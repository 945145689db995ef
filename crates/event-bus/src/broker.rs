use async_trait::async_trait;

use crate::{Delivery, Message, QueueOptions, Result};

/// Core trait for message broker implementations.
///
/// Mirrors the subset of AMQP the services rely on: topic exchanges,
/// durable queues with dead-letter arguments, bindings, persistent publish
/// and explicit acknowledgement. All implementations must be thread-safe.
#[async_trait]
pub trait Broker: Send + Sync {
    /// Declares a topic exchange. Declaring an existing exchange is a no-op.
    async fn declare_exchange(&self, name: &str) -> Result<()>;

    /// Declares a queue.
    ///
    /// Re-declaring with identical options is a no-op; different options fail
    /// with `PreconditionFailed`.
    async fn declare_queue(&self, name: &str, options: QueueOptions) -> Result<()>;

    /// Binds a queue to an exchange with a topic binding key.
    async fn bind_queue(&self, queue: &str, exchange: &str, binding_key: &str) -> Result<()>;

    /// Publishes a message, copying it to every queue whose binding matches.
    ///
    /// Returns the number of queues the message was routed to.
    async fn publish(&self, exchange: &str, routing_key: &str, message: Message) -> Result<usize>;

    /// Appends a message straight to one queue, bypassing bindings.
    ///
    /// `exchange` and `routing_key` are recorded on the delivery as if the
    /// message had been routed there.
    async fn enqueue(
        &self,
        queue: &str,
        exchange: &str,
        routing_key: &str,
        message: Message,
    ) -> Result<()>;

    /// Takes the next ready message from a queue without waiting.
    ///
    /// The message stays unacknowledged until `ack` or `nack` is called.
    async fn fetch(&self, queue: &str) -> Result<Option<Delivery>>;

    /// Acknowledges a delivery, removing the message for good.
    async fn ack(&self, delivery: &Delivery) -> Result<()>;

    /// Rejects a delivery.
    ///
    /// With `requeue` the message goes back to the head of its queue;
    /// without it the message is dead-lettered if the queue has a
    /// dead-letter exchange, and dropped otherwise.
    async fn nack(&self, delivery: &Delivery, requeue: bool) -> Result<()>;

    /// Returns every unacknowledged delivery of a queue to the ready state.
    ///
    /// Called when a consumer starts so messages held by a crashed consumer
    /// are redelivered. Returns the number of recovered messages.
    async fn recover(&self, queue: &str) -> Result<u64>;

    /// Number of ready messages in a queue.
    async fn queue_depth(&self, queue: &str) -> Result<u64>;
}
//! Client for the order lifecycle service.

use std::time::Duration;

use async_trait::async_trait;
use common::{Currency, Money, OrderId, SellerId};
use reqwest::Client;
use serde::{Deserialize, Serialize};

use crate::{PaymentError, Result};

/// The parts of an order that payment events carry.
#[derive(Debug, Clone, PartialEq, Serialize, Deserialize)]
#[serde(rename_all = "camelCase")]
pub struct OrderSnapshot {
    pub id: OrderId,
    #[serde(default)]
    pub order_number: Option<String>,
    #[serde(default)]
    pub seller_id: Option<SellerId>,
    pub total_amount: Money,
    #[serde(default)]
    pub commission: Money,
    #[serde(default)]
    pub currency: Currency,
    pub status: String,
}

/// Synchronous calls into the order service.
#[async_trait]
pub trait OrderClient: Send + Sync {
    /// Advances the order to PAID and returns the updated order.
    async fn mark_paid(&self, order_id: OrderId, notes: &str) -> Result<OrderSnapshot>;

    async fn get_order(&self, order_id: OrderId) -> Result<OrderSnapshot>;
}

/// Order client over HTTP (`PATCH /orders/:id/status`, `GET /orders/:id`).
#[derive(Debug, Clone)]
pub struct HttpOrderClient {
    client: Client,
    base_url: String,
}

impl HttpOrderClient {
    pub fn new(base_url: impl Into<String>, timeout: Duration) -> Result<Self> {
        let client = Client::builder()
            .timeout(timeout)
            .build()
            .map_err(|e| PaymentError::Upstream(e.to_string()))?;

        Ok(Self {
            client,
            base_url: base_url.into(),
        })
    }

    fn url(&self, order_id: OrderId, suffix: &str) -> String {
        format!(
            "{}/orders/{}{}",
            self.base_url.trim_end_matches('/'),
            order_id,
            suffix
        )
    }

    async fn handle_response(response: reqwest::Response) -> Result<OrderSnapshot> {
        let status = response.status();
        if !status.is_success() {
            let text = response.text().await.unwrap_or_default();
            return Err(PaymentError::Upstream(format!(
                "order service returned {status}: {text}"
            )));
        }
        response
            .json()
            .await
            .map_err(|e| PaymentError::Upstream(format!("invalid order response: {e}")))
    }
}

#[async_trait]
impl OrderClient for HttpOrderClient {
    #[tracing::instrument(skip(self))]
    async fn mark_paid(&self, order_id: OrderId, notes: &str) -> Result<OrderSnapshot> {
        let response = self
            .client
            .patch(self.url(order_id, "/status"))
            .json(&serde_json::json!({"status": "PAID", "notes": notes}))
            .send()
            .await
            .map_err(|e| PaymentError::Upstream(e.to_string()))?;
        Self::handle_response(response).await
    }

    #[tracing::instrument(skip(self))]
    async fn get_order(&self, order_id: OrderId) -> Result<OrderSnapshot> {
        let response = self
            .client
            .get(self.url(order_id, ""))
            .send()
            .await
            .map_err(|e| PaymentError::Upstream(e.to_string()))?;
        Self::handle_response(response).await
    }
}
//! HTTP route handlers.

pub mod health;
pub mod metrics;
pub mod orders;
pub mod payments;
pub mod wallets;

use crate::error::ApiError;

/// Parses a UUID path segment into a typed id.
pub(crate) fn parse_id<T>(
    raw: &str,
    what: &str,
    parse: impl FnOnce(&str) -> Result<T, uuid::Error>,
) -> Result<T, ApiError> {
    parse(raw).map_err(|e| ApiError::BadRequest(format!("Invalid {what}: {e}")))
}
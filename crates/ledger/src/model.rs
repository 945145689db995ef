//! Wallets, ledger entries and payout requests.

use chrono::{DateTime, Utc};
use common::{Money, OrderId, PayoutId, SellerId, WalletId};
use serde::{Deserialize, Serialize};

/// A seller's commission account.
///
/// The balances are a cached summary of the wallet's transaction log.
#[derive(Debug, Clone, PartialEq, Serialize, Deserialize)]
#[serde(rename_all = "camelCase")]
pub struct Wallet {
    pub id: WalletId,
    pub seller_id: SellerId,
    /// Commission earned on orders not yet delivered.
    pub pending_balance: Money,
    /// Commission confirmed and withdrawable.
    pub available_balance: Money,
    pub created_at: DateTime<Utc>,
    pub updated_at: DateTime<Utc>,
}

impl Wallet {
    pub fn new(seller_id: SellerId) -> Self {
        let now = Utc::now();
        Self {
            id: WalletId::new(),
            seller_id,
            pending_balance: Money::zero(),
            available_balance: Money::zero(),
            created_at: now,
            updated_at: now,
        }
    }

    pub fn balances(&self) -> Balances {
        Balances {
            pending: self.pending_balance,
            available: self.available_balance,
        }
    }

    pub(crate) fn set_balances(&mut self, balances: Balances) {
        self.pending_balance = balances.pending;
        self.available_balance = balances.available;
        self.updated_at = Utc::now();
    }
}

/// The two balance buckets of a wallet.
#[derive(Debug, Clone, Copy, Default, PartialEq, Eq)]
pub struct Balances {
    pub pending: Money,
    pub available: Money,
}

#[derive(Debug, Clone, Copy, PartialEq, Eq, Hash, Serialize, Deserialize)]
#[serde(rename_all = "SCREAMING_SNAKE_CASE")]
pub enum TransactionType {
    CommissionCreated,
    CommissionUnlocked,
    Refund,
    PayoutProcessed,
}

impl TransactionType {
    pub fn as_str(&self) -> &'static str {
        match self {
            TransactionType::CommissionCreated => "COMMISSION_CREATED",
            TransactionType::CommissionUnlocked => "COMMISSION_UNLOCKED",
            TransactionType::Refund => "REFUND",
            TransactionType::PayoutProcessed => "PAYOUT_PROCESSED",
        }
    }
}

impl std::fmt::Display for TransactionType {
    fn fmt(&self, f: &mut std::fmt::Formatter<'_>) -> std::fmt::Result {
        write!(f, "{}", self.as_str())
    }
}

impl std::str::FromStr for TransactionType {
    type Err = String;

    fn from_str(s: &str) -> Result<Self, Self::Err> {
        match s {
            "COMMISSION_CREATED" => Ok(TransactionType::CommissionCreated),
            "COMMISSION_UNLOCKED" => Ok(TransactionType::CommissionUnlocked),
            "REFUND" => Ok(TransactionType::Refund),
            "PAYOUT_PROCESSED" => Ok(TransactionType::PayoutProcessed),
            other => Err(format!("unknown transaction type: {other}")),
        }
    }
}

/// Immutable ledger entry. `balance_after == balance_before + amount`.
#[derive(Debug, Clone, PartialEq, Serialize, Deserialize)]
#[serde(rename_all = "camelCase")]
pub struct WalletTransaction {
    pub id: i64,
    pub wallet_id: WalletId,
    /// Order the entry was posted for; payouts carry a payout id instead.
    pub order_id: Option<OrderId>,
    pub payout_id: Option<PayoutId>,
    #[serde(rename = "type")]
    pub kind: TransactionType,
    pub amount: Money,
    pub balance_before: Money,
    pub balance_after: Money,
    pub description: Option<String>,
    pub created_at: DateTime<Utc>,
}

#[derive(Debug, Clone, Copy, PartialEq, Eq, Hash, Serialize, Deserialize)]
#[serde(rename_all = "SCREAMING_SNAKE_CASE")]
pub enum PayoutStatus {
    Pending,
    Processed,
    Rejected,
}

impl PayoutStatus {
    pub fn as_str(&self) -> &'static str {
        match self {
            PayoutStatus::Pending => "PENDING",
            PayoutStatus::Processed => "PROCESSED",
            PayoutStatus::Rejected => "REJECTED",
        }
    }
}

impl std::fmt::Display for PayoutStatus {
    fn fmt(&self, f: &mut std::fmt::Formatter<'_>) -> std::fmt::Result {
        write!(f, "{}", self.as_str())
    }
}

impl std::str::FromStr for PayoutStatus {
    type Err = String;

    fn from_str(s: &str) -> Result<Self, Self::Err> {
        match s.to_ascii_uppercase().as_str() {
            "PENDING" => Ok(PayoutStatus::Pending),
            "PROCESSED" => Ok(PayoutStatus::Processed),
            "REJECTED" => Ok(PayoutStatus::Rejected),
            other => Err(format!("unknown payout status: {other}")),
        }
    }
}

/// A withdrawal request against a wallet's available balance.
#[derive(Debug, Clone, PartialEq, Serialize, Deserialize)]
#[serde(rename_all = "camelCase")]
pub struct PayoutRequest {
    pub id: PayoutId,
    pub wallet_id: WalletId,
    pub amount: Money,
    pub status: PayoutStatus,
    pub notes: Option<String>,
    pub created_at: DateTime<Utc>,
    pub processed_at: Option<DateTime<Utc>>,
}

/// Commission-bearing payload of `payment.success`, `order.delivered` and
/// `order.cancelled`.
#[derive(Debug, Clone, PartialEq, Serialize, Deserialize)]
#[serde(rename_all = "camelCase")]
pub struct CommissionEvent {
    pub order_id: OrderId,
    #[serde(default)]
    pub seller_id: Option<SellerId>,
    /// Order or payment amount, informational.
    #[serde(default, alias = "totalAmount")]
    pub amount: Option<Money>,
    #[serde(default)]
    pub commission: Money,
}

/// Payload of `wallet.commission.created` and `wallet.commission.unlocked`.
#[derive(Debug, Clone, PartialEq, Serialize, Deserialize)]
#[serde(rename_all = "camelCase")]
pub struct WalletCommissionEvent {
    pub wallet_id: WalletId,
    pub seller_id: SellerId,
    pub order_id: OrderId,
    pub amount: Money,
    pub pending_balance: Money,
    pub available_balance: Money,
}

/// Result of replaying a wallet's transaction log against its balances.
#[derive(Debug, Clone, PartialEq, Serialize, Deserialize)]
#[serde(rename_all = "camelCase")]
pub struct Reconciliation {
    pub wallet_id: WalletId,
    pub seller_id: SellerId,
    pub pending_balance: Money,
    pub available_balance: Money,
    pub expected_pending: Money,
    pub expected_available: Money,
    pub transaction_count: usize,
}

impl Reconciliation {
    /// True when the cached balances match the transaction log.
    pub fn is_balanced(&self) -> bool {
        self.pending_balance == self.expected_pending
            && self.available_balance == self.expected_available
    }
}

EXERCISE OBJECTIVE:
Where the word "ready" occurs in a line of the records, copy that line.

YOUR RESPONSE:
    /// Takes the next ready message from a queue without waiting.
    /// Returns every unacknowledged delivery of a queue to the ready state.
    /// Number of ready messages in a queue.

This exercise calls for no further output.